What the task requires. Print the data that follows exactly as it stands, from its first line through the line containing "pub enum PreviewError", and stop there.

Stored records
+++++
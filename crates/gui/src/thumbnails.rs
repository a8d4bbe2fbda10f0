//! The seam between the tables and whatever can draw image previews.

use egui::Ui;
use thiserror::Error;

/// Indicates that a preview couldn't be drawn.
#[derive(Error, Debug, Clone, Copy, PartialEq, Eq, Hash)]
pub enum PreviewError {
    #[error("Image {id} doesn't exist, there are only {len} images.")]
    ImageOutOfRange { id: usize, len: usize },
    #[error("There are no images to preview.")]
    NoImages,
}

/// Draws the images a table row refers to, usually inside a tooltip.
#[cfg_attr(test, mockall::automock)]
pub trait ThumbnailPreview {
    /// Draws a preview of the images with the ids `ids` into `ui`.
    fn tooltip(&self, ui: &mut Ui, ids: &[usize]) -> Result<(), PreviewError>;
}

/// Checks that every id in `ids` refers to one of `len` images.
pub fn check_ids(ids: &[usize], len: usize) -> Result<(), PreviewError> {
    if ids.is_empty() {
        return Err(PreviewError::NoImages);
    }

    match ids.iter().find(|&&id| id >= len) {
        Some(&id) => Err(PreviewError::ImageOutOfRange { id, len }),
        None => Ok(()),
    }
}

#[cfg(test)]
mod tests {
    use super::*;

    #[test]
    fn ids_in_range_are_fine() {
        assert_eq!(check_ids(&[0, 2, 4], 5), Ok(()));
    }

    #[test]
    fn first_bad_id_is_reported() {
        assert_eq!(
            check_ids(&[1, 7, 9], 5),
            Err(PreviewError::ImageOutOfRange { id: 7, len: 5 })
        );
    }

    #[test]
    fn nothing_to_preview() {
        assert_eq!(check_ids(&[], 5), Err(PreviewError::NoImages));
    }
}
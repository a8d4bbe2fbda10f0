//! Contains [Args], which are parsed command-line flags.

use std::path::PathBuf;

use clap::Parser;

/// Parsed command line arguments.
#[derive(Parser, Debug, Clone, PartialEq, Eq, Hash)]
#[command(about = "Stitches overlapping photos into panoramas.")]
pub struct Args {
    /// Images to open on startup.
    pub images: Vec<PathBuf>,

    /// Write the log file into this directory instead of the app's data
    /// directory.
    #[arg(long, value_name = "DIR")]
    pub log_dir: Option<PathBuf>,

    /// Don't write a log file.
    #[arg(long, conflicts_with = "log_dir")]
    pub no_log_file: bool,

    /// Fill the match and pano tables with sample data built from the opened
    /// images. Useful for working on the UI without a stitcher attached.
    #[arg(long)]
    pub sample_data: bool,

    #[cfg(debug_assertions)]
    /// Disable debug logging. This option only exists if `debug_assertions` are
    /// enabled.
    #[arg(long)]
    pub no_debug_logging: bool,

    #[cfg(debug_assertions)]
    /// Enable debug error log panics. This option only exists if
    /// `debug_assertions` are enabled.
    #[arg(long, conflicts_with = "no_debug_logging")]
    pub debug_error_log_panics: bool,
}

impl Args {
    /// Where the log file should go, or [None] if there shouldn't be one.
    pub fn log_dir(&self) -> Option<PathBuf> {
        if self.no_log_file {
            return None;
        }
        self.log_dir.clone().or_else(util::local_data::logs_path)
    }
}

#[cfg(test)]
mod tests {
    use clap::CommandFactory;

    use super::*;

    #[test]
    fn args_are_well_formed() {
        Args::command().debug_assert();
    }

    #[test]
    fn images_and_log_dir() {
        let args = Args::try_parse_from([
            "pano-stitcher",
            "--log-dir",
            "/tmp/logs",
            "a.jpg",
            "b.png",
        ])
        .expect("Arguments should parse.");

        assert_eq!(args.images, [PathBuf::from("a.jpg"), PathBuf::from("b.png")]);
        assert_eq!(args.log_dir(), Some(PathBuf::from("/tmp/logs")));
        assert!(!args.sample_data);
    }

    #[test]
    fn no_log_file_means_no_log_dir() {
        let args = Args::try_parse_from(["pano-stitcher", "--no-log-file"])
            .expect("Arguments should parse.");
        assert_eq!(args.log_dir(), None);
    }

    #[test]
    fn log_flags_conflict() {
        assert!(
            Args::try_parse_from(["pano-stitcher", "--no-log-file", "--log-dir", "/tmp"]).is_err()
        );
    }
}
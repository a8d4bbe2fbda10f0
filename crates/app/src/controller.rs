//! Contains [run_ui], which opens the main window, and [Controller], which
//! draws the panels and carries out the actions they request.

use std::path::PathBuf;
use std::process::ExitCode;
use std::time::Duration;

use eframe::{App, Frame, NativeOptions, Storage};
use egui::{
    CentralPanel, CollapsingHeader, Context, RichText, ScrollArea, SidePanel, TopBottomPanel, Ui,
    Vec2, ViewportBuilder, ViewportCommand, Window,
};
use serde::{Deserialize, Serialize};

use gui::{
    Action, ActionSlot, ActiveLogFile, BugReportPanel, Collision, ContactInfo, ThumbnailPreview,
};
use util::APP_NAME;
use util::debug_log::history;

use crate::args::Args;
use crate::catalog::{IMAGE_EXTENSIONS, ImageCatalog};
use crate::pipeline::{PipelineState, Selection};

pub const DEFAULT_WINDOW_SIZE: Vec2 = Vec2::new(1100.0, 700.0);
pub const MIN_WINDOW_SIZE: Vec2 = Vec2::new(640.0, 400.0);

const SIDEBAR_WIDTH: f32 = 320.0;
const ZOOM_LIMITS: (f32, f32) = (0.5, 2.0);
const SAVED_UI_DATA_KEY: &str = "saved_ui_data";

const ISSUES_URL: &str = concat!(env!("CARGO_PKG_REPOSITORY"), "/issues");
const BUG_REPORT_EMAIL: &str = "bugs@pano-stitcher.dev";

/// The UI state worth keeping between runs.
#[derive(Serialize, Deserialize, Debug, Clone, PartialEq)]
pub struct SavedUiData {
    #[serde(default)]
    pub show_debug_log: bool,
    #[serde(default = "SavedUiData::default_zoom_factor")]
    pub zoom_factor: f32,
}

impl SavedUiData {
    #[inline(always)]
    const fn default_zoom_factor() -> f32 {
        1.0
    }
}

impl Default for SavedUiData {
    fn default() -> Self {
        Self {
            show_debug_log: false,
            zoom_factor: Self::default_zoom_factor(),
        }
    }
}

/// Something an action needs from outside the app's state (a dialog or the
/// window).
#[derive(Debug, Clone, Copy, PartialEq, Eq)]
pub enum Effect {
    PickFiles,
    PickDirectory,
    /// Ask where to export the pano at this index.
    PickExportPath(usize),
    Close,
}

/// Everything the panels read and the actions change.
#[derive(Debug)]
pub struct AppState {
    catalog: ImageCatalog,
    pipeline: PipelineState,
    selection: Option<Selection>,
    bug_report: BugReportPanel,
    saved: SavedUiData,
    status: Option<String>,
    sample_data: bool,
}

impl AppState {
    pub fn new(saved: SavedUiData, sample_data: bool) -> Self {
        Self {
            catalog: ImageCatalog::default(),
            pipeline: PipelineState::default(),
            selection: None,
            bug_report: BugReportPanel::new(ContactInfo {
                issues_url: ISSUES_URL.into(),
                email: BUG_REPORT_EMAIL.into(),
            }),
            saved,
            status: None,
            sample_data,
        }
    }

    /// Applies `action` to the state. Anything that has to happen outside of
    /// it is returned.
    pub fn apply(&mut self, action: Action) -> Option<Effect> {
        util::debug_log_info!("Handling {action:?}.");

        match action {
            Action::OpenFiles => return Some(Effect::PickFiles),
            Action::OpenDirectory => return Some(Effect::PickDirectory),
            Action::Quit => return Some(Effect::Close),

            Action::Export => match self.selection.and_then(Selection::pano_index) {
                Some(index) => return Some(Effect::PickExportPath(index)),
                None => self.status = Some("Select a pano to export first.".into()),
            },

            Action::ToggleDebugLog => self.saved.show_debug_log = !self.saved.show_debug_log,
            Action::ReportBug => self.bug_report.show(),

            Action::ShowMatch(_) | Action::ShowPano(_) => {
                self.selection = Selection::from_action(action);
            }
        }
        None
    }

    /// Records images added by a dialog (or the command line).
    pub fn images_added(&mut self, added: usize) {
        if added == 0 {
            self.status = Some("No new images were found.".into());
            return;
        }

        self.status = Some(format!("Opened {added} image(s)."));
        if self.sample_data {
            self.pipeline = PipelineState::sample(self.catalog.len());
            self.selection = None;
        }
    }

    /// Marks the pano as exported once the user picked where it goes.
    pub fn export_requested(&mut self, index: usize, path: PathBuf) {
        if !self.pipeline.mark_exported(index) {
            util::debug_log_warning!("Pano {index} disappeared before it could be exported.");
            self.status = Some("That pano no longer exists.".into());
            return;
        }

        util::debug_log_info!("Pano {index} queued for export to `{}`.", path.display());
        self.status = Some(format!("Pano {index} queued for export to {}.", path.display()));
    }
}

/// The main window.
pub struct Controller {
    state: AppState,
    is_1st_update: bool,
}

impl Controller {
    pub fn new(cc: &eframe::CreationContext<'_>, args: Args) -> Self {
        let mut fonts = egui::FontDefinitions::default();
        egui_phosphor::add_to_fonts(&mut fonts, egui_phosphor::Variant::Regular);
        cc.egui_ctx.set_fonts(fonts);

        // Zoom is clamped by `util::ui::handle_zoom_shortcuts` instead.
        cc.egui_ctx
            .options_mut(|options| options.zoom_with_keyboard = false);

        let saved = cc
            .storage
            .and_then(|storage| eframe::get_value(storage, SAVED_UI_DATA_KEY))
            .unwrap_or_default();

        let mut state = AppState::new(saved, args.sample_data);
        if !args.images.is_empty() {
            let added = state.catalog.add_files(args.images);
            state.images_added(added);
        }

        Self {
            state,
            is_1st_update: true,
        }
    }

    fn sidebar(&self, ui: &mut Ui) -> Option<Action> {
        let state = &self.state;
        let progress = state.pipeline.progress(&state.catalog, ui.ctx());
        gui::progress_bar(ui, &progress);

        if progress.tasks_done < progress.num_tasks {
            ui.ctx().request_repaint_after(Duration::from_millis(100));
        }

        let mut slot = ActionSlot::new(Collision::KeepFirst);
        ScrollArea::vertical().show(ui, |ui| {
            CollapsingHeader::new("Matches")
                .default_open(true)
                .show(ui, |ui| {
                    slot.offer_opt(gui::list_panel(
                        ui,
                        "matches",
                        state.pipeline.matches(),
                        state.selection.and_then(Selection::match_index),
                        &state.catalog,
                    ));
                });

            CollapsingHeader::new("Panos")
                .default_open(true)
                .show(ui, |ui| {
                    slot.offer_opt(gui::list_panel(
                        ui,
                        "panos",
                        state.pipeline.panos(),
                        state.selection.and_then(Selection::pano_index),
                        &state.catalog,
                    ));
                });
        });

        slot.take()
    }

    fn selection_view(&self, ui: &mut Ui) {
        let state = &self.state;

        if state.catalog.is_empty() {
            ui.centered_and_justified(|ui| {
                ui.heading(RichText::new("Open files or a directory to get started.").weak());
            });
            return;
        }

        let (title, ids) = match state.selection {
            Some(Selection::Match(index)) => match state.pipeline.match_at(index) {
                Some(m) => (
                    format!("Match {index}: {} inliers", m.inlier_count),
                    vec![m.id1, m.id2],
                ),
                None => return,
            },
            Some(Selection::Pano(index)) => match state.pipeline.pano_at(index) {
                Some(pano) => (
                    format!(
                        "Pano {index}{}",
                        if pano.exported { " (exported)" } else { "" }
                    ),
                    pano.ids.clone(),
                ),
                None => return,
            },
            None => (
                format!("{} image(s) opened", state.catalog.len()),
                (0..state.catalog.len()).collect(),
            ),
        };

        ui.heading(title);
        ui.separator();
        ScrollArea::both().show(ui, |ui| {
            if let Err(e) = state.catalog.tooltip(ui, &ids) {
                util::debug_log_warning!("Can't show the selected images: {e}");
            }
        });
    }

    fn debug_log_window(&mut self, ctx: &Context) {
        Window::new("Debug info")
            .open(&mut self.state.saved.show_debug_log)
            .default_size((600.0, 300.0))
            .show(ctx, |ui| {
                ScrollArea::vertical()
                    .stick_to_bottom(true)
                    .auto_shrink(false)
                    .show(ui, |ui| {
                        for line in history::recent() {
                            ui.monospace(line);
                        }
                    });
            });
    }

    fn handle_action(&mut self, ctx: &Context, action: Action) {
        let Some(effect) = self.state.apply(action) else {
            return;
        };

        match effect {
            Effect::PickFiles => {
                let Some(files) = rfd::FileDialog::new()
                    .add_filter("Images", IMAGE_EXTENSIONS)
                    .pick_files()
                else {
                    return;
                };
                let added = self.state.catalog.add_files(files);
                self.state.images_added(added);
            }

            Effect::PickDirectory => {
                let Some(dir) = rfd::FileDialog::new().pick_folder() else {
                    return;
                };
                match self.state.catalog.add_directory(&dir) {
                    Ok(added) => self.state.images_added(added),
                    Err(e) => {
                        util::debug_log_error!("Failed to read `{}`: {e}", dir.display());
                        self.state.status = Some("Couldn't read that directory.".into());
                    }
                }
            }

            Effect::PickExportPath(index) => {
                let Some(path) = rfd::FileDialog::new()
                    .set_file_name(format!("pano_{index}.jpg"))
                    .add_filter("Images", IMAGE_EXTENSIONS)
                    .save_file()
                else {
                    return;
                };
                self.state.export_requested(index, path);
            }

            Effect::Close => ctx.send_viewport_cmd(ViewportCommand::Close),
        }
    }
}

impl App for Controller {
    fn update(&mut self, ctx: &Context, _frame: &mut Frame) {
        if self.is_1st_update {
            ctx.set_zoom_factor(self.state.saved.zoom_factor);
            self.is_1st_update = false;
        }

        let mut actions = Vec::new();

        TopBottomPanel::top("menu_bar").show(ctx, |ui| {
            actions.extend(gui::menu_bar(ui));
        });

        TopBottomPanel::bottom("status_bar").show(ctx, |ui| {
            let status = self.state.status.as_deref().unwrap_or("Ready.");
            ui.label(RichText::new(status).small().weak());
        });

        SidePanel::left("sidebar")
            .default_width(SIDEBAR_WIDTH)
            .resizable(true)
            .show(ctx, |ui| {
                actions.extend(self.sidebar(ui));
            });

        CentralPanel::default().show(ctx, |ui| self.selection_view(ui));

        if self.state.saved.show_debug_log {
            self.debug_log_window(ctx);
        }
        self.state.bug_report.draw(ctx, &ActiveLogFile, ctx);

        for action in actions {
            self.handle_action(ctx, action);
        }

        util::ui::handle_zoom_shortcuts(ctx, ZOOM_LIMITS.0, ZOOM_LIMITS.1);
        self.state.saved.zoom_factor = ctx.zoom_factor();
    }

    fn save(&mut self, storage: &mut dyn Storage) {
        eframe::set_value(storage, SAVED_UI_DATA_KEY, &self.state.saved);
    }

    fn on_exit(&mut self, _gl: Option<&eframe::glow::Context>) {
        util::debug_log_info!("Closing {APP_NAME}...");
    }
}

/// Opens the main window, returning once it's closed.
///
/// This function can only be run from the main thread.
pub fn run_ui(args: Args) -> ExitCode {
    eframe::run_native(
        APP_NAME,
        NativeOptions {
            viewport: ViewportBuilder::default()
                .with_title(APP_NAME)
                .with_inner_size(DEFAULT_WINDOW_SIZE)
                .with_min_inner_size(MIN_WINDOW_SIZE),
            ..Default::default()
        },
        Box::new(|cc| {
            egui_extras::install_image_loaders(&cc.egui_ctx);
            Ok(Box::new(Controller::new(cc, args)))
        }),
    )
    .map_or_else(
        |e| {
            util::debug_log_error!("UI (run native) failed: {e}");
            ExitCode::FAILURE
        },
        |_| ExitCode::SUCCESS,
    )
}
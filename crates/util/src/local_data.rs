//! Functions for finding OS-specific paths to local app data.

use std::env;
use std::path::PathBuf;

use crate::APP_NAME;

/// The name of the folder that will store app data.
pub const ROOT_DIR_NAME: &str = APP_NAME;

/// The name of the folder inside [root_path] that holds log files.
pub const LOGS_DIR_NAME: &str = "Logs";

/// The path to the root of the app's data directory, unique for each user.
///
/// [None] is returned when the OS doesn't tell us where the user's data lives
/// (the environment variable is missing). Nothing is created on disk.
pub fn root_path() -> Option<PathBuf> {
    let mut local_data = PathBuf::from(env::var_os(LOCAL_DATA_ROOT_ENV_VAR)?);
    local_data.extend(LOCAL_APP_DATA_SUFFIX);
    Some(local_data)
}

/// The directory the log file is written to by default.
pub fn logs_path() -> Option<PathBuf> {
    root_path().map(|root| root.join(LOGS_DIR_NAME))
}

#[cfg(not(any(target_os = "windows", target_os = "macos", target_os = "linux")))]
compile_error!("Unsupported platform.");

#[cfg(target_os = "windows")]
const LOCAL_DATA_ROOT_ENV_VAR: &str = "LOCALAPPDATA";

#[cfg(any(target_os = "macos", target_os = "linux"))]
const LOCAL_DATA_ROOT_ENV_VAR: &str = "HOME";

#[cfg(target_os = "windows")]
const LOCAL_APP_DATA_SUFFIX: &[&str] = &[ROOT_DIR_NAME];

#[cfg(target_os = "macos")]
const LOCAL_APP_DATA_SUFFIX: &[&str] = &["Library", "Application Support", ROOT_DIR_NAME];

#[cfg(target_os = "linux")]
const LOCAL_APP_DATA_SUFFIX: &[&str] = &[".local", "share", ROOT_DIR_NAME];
+++++
Response.
filename crates/gui/src/thumbnails.rs
repository a8d4bbe2fbda10f0
//! The seam between the tables and whatever can draw image previews.

use egui::Ui;
use thiserror::Error;

/// Indicates that a preview couldn't be drawn.
#[derive(Error, Debug, Clone, Copy, PartialEq, Eq, Hash)]
pub enum PreviewError {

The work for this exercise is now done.